First, it is a town novel (a genre ranging from Middlemarch to Winesburg, Ohio to Peyton Place) but in its attempt to present a whole community in interlaced vignettes, it was also influenced by poetic works like Spoon River Anthology and Under Milkwood. That means the world of the book ranges over a whole community, a public rather a private canvas. And that local world is seen as a microcosm of the nation.

Second, it has a "creation" structure, taking place over seven days (the last day, Sunday, consisting of the sermon given in the church where all the townspeople have gathered), and that progression reflects its interest in our nation's history: the cultural shifts, the changing traditions out of which our nation has evolved.

And third, it has a "message," there are ethical concerns addressed: Each day concludes with a moral essay told as a political satire--it is these chapters in which the shenanigans of "The Secret Base" are exposed.

The story is set in 1976 because of the political emphasis to the novel that you astutely point out. 1976 was the year of America's 200th birthday and there was much celebration in the town of Dingley Falls about the local heritage. The town, you'll recall, was very proud of its past.
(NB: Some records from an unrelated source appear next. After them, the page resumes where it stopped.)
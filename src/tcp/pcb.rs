use super::{callbacks::Callbacks, segment::Segment, State};
use crate::{
    config::TcpConfig,
    utility::{Endpoint, Endpoints},
};
use std::{
    collections::VecDeque,
    fmt::{self, Display},
};

/// Identifies a connection block within one [`TcpStack`](super::TcpStack).
#[derive(Debug, Clone, Copy, PartialEq, Eq, PartialOrd, Ord, Hash)]
pub struct PcbId(pub(super) u32);

impl Display for PcbId {
    fn fmt(&self, f: &mut fmt::Formatter<'_>) -> fmt::Result {
        write!(f, "pcb#{}", self.0)
    }
}

/// Per-connection flag bits.
#[derive(Default, Hash, PartialEq, Eq, Clone, Copy)]
pub struct PcbFlags(u8);

impl PcbFlags {
    /// An ACK is owed and will go out on the next fast timer tick.
    pub const ACK_DELAY: Self = Self(0x01);
    /// An ACK must go out on the next output.
    pub const ACK_NOW: Self = Self(0x02);
    /// In fast recovery.
    pub const INFR: Self = Self(0x04);
    /// The peer's FIN arrived and the application has not been told yet.
    pub const GOT_FIN: Self = Self(0x08);
    /// A received segment is being delivered to the application.
    pub const IN_RECV: Self = Self(0x10);

    pub const fn empty() -> Self {
        Self(0)
    }

    pub const fn is_empty(self) -> bool {
        self.0 == 0
    }

    pub const fn contains(self, other: Self) -> bool {
        self.0 & other.0 == other.0
    }

    pub fn insert(&mut self, other: Self) {
        self.0 |= other.0;
    }

    pub fn remove(&mut self, other: Self) {
        self.0 &= !other.0;
    }
}

impl std::ops::BitOr for PcbFlags {
    type Output = Self;

    fn bitor(self, rhs: Self) -> Self {
        Self(self.0 | rhs.0)
    }
}

impl fmt::Debug for PcbFlags {
    fn fmt(&self, f: &mut fmt::Formatter<'_>) -> fmt::Result {
        const NAMES: [(PcbFlags, &str); 5] = [
            (PcbFlags::ACK_DELAY, "ACK_DELAY"),
            (PcbFlags::ACK_NOW, "ACK_NOW"),
            (PcbFlags::INFR, "INFR"),
            (PcbFlags::GOT_FIN, "GOT_FIN"),
            (PcbFlags::IN_RECV, "IN_RECV"),
        ];
        f.debug_list()
            .entries(
                NAMES
                    .iter()
                    .filter(|(bit, _)| self.contains(*bit))
                    .map(|(_, name)| name),
            )
            .finish()
    }
}

/// The connection control block: the full state of one end of a connection
/// that is not listening.
///
/// Sequence numbers are raw `u32`s and must be compared with the helpers in
/// [`seq`](super::seq). Timer fields count coarse ticks.
pub struct Pcb {
    pub id: PcbId,
    pub state: State,
    pub endpoints: Endpoints,
    pub flags: PcbFlags,

    // Receiver variables
    /// Next sequence number expected from the peer
    pub rcv_nxt: u32,
    /// Receive window currently available
    pub rcv_wnd: u32,

    // Timers
    /// Tick of the last activity, used by the FIN_WAIT_2, SYN_RCVD and
    /// TIME_WAIT timeouts
    pub tmr: u32,
    pub polltmr: u8,
    /// Poll interval in coarse ticks
    pub pollinterval: u8,
    /// Ticks since the retransmission timer was last reset
    pub rtime: u32,
    /// Maximum segment size of outgoing segments
    pub mss: u16,

    // RTT estimation
    /// Tick at which the segment being timed went out
    pub rttest: Option<u32>,
    /// Sequence number of the segment being timed
    pub rtseq: u32,
    /// Smoothed round trip time, scaled by 8
    pub sa: i32,
    /// Round trip time deviation, scaled by 4
    pub sv: i32,
    /// Retransmission timeout in ticks
    pub rto: u32,
    /// Number of retransmissions of the oldest outstanding data
    pub nrtx: u8,

    // Fast retransmit and recovery
    /// Highest acknowledged sequence number
    pub lastack: u32,
    pub dupacks: u8,

    // Congestion avoidance
    pub cwnd: u32,
    pub ssthresh: u32,

    // Sender variables
    /// Next sequence number to send
    pub snd_nxt: u32,
    /// Highest sequence number sent
    pub snd_max: u32,
    /// Window advertised by the peer
    pub snd_wnd: u32,
    /// Sequence number of the last window update
    pub snd_wl1: u32,
    /// Acknowledgement number of the last window update
    pub snd_wl2: u32,
    /// Sequence number following the last byte queued
    pub snd_lbb: u32,
    /// Bytes of send buffer still available
    pub snd_buf: usize,
    /// Buffers currently queued
    pub snd_queuelen: usize,

    /// Segments not yet transmitted, in sequence order
    pub unsent: VecDeque<Segment>,
    /// Segments transmitted but not yet acknowledged, in sequence order
    pub unacked: VecDeque<Segment>,

    /// The listener that created this block through a passive open
    pub listener: Option<PcbId>,
    pub(super) callbacks: Option<Box<dyn Callbacks>>,
}

impl Pcb {
    /// Creates a closed block with the initial send sequence number `iss`.
    pub(super) fn new(id: PcbId, config: &TcpConfig, iss: u32, ticks: u32) -> Self {
        let rto = config.initial_rto();
        Self {
            id,
            state: State::Closed,
            endpoints: Endpoints::default(),
            flags: PcbFlags::empty(),
            rcv_nxt: 0,
            rcv_wnd: config.wnd,
            tmr: ticks,
            polltmr: 0,
            pollinterval: 0,
            rtime: 0,
            mss: config.mss,
            rttest: None,
            rtseq: 0,
            sa: 0,
            sv: rto as i32,
            rto,
            nrtx: 0,
            lastack: iss,
            dupacks: 0,
            cwnd: 1,
            ssthresh: 0,
            snd_nxt: iss,
            snd_max: iss,
            snd_wnd: 0,
            snd_wl1: 0,
            snd_wl2: iss,
            snd_lbb: iss,
            snd_buf: config.snd_buf,
            snd_queuelen: 0,
            unsent: VecDeque::new(),
            unacked: VecDeque::new(),
            listener: None,
            callbacks: None,
        }
    }

    pub fn local(&self) -> Endpoint {
        self.endpoints.local
    }

    pub fn remote(&self) -> Endpoint {
        self.endpoints.remote
    }

    /// The window advertised to the peer. Windows smaller than one segment
    /// are advertised as zero.
    pub fn advertised_wnd(&self) -> u16 {
        if self.rcv_wnd < self.mss as u32 {
            0
        } else {
            self.rcv_wnd.min(u16::MAX as u32) as u16
        }
    }

    /// The amount of data that may be outstanding, in bytes.
    pub fn effective_wnd(&self) -> u32 {
        self.snd_wnd.min(self.cwnd)
    }

    /// Bytes sent but not yet acknowledged.
    pub fn flight_size(&self) -> u32 {
        self.snd_max.wrapping_sub(self.lastack)
    }

    /// Drops every queued segment and returns their buffers to the pool.
    pub fn purge(&mut self) {
        if matches!(self.state, State::Closed | State::TimeWait | State::Listen) {
            return;
        }
        if !self.unsent.is_empty() || !self.unacked.is_empty() {
            tracing::trace!(
                "{}: purging {} unsent and {} unacked segments",
                self.id,
                self.unsent.len(),
                self.unacked.len()
            );
        }
        self.unsent.clear();
        self.unacked.clear();
        self.snd_queuelen = 0;
    }

    /// Restarts the retransmission timeout from the RTT estimate.
    pub(super) fn reset_rto(&mut self) {
        self.rto = ((self.sa >> 3) + self.sv).max(1) as u32;
    }
}

impl fmt::Debug for Pcb {
    fn fmt(&self, f: &mut fmt::Formatter<'_>) -> fmt::Result {
        f.debug_struct("Pcb")
            .field("id", &self.id)
            .field("state", &self.state)
            .field("endpoints", &self.endpoints)
            .field("flags", &self.flags)
            .field("rcv_nxt", &self.rcv_nxt)
            .field("rcv_wnd", &self.rcv_wnd)
            .field("snd_nxt", &self.snd_nxt)
            .field("snd_max", &self.snd_max)
            .field("lastack", &self.lastack)
            .field("snd_wnd", &self.snd_wnd)
            .field("cwnd", &self.cwnd)
            .field("ssthresh", &self.ssthresh)
            .field("snd_buf", &self.snd_buf)
            .field("unsent", &self.unsent.len())
            .field("unacked", &self.unacked.len())
            .finish_non_exhaustive()
    }
}

/// A connection block in the LISTEN state. It carries only what a passive
/// open needs.
pub struct ListenPcb {
    pub id: PcbId,
    pub local: Endpoint,
    pub(super) callbacks: Option<Box<dyn Callbacks>>,
}

impl fmt::Debug for ListenPcb {
    fn fmt(&self, f: &mut fmt::Formatter<'_>) -> fmt::Result {
        f.debug_struct("ListenPcb")
            .field("id", &self.id)
            .field("local", &self.local)
            .finish_non_exhaustive()
    }
}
The decision to add the "science fiction" of the secret base was one with which a number of editors disagreed. They worried I had stretched the novel outside the normal limits of the "town genre." But that stretch was crucial to the kind of political underpinnings I wanted the novel to have. In that way, Dingley was (as you sensed) very much a "sixties" book in the tradition of Catch 22 or Slaughterhouse-Five.

Ironically, my satiric science fiction about a renegrade secret branch of the government developing germ warfare and testing out their experiments on unsuspecting locals has proved all too horrifically close to the truth--certainly in Iraq, if not elsewhere. I've always believed that fiction is very hard-pressed to dream up anything too outrageous for life.

So to answer your question about why don't I write a "horror" book, I suppose I think there's enough horror in the ordinary lives of fiction to make the point. And of course enough goodness too.